Mashiro ne réagit pas. Il est toujours prostré sur le sol, le crâne enfoui dans ses bras. Il se demande comment est-ce que Hakuei peut lui répondre alors même que Mashiro sait qu'il n'a fait que l'appeler à l'intérieur de lui sans prononcer les mots.
"Hakuei...alors c'est lui ? Cet homme dont tu parlais ? Cet homme appelé Natsuki..."
-Mais qu'est-ce que tu fais là ? Eh, si l'on te voit comme ça, tu vas finir en section psychiatrie !
"Hakuei, il faut que tu viennes, Hakuei. Tu ne peux pas ne pas venir..."
-Je suis là. Écoute-moi. Qu'est-ce qui t'arrive ?
"Non, Hakuei, tu ne comprends rien ! Ce n'est pas pour moi que tu dois venir ! C'est pour lui ! Hakuei, cet homme-là, il est en train de se déchirer, je crois."
-Je suis là mais tu fais semblant de ne pas m'entendre.
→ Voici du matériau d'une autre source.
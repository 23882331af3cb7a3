//! Lease allocation: match a credit-holding user to a free number.

use chrono::Utc;
use sqlx::SqlitePool;
use tracing::{debug, instrument};

use crate::db::errors::DbError;
use crate::db::handlers::{Assignments, Credits, Numbers, Users};
use crate::db::models::assignments::AssignmentCreateDBRequest;
use crate::db::models::credits::CreditTransactionCreateDBRequest;
use crate::engine::LEASE_COST_CREDITS;
use crate::errors::{Error, Result};
use crate::types::{AssignmentId, UserId};

/// What a successful allocation hands back to the transport.
#[derive(Debug, Clone)]
pub struct AllocationReceipt {
    pub assignment_id: AssignmentId,
    pub phone: String,
    pub balance: i64,
}

/// Lease a free number to the given user, debiting one credit.
///
/// The user record is resolved (or created, on first contact) up front and
/// survives a failed attempt; the debit, the pool claim, the new lease and
/// its ledger entry commit together or not at all. A conflict with a
/// concurrent contender is retried once against the updated pool state.
#[instrument(skip(pool), err)]
pub async fn allocate(pool: &SqlitePool, user_external_id: &str, handle: Option<&str>) -> Result<AllocationReceipt> {
    let user = {
        let mut tx = pool.begin().await.map_err(DbError::from)?;
        let user = Users::new(&mut tx).get_or_create(user_external_id, handle).await?;
        tx.commit().await.map_err(DbError::from)?;
        user
    };

    match try_allocate(pool, user.id).await {
        Err(Error::Database(db_err)) if db_err.is_retryable() => {
            debug!(user_id = user.id, "allocation lost a write race, retrying once");
            try_allocate(pool, user.id).await
        }
        other => other,
    }
}

async fn try_allocate(pool: &SqlitePool, user_id: UserId) -> Result<AllocationReceipt> {
    let mut tx = pool.begin().await.map_err(DbError::from)?;

    // Debit first: the guarded update both checks the precondition and takes
    // the write lock that serializes contenders for the pool.
    let balance = Users::new(&mut tx)
        .adjust_credits(user_id, -LEASE_COST_CREDITS)
        .await?
        .ok_or(Error::InsufficientCredits)?;

    let number = Numbers::new(&mut tx)
        .claim_free()
        .await?
        .ok_or(Error::NoResourceAvailable)?;

    let assignment = Assignments::new(&mut tx)
        .create(&AssignmentCreateDBRequest {
            user_id,
            number_id: number.id,
            assigned_at: Utc::now(),
        })
        .await?;

    Credits::new(&mut tx)
        .create_transaction(&CreditTransactionCreateDBRequest::lease_debit(
            user_id,
            assignment.id,
            LEASE_COST_CREDITS,
        ))
        .await?;

    tx.commit().await.map_err(DbError::from)?;

    Ok(AllocationReceipt {
        assignment_id: assignment.id,
        phone: number.phone,
        balance,
    })
}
C'est irritant.
"Qu'est-ce que tu dis ? Et dis, Hakuei, tu ne les entends pas, toi ? Ses hurlements résonnent encore. Il ne cessera pas de hurler. Il est mort de peur. Ils le tiennent comme un animal enragé. Il veut te voir. Va le secourir. Il est maigre, j'ai peur de sa maigreur. Tu n'as pas peur, toi ?"
-C'est carrément effrayant. Ton attitude est trop étrange.
"Je te parlais de lui ! Qu'as-tu ?! Dis, Hakuei, ce n'est pas toi qui m'avais dit une fois que tu tenais à cet homme ? Je ne sais plus très bien si tu l'as dit, en vérité. Mais c'est ce que j'ai compris. Ce Natsuki dont tu parlais, j'avais ressenti que tu l'aimes. Alors pourquoi tu ne viens pas le libérer de ses bourreaux ?!"
-Tu sais, les hommes en blanc, ils vont venir te prendre. À ce moment-là, je ne pourrai rien faire pour toi. Pire que la section psychiatrie de cet hôpital, tu pourrais finir à la Fourrière... C'est là où ils mettent les déchets pour qui il n'y a plus de place.
"Je ne comprends rien ! Je ne veux plus les entendre, entendre ses supplications et ses cris d'horreur ! Ils ne réalisent pas qu'ils sont en train de le tuer ! À côté de cet Enfer, il y a des rires qui déchirent l'atmosphère comme le rire du Diable. Lucifer ?"
-Seigneur Dieu.
"Dieu pourrait avoir un rire si cruel ? Hakuei, ne laisse pas ton Natsuki mourir dans un endroit où de tels rires existent."
-Ce sont les rires de Mao. Je n'aurais jamais dû venir ici pour voir ce dément. Mais si je n'étais pas venu, tu serais resté prostré là comme un fœtus traumatisé avant la naissance. Tu ne veux pas te relever ? C'est un hôpital, ici. Pas un lieu de prières.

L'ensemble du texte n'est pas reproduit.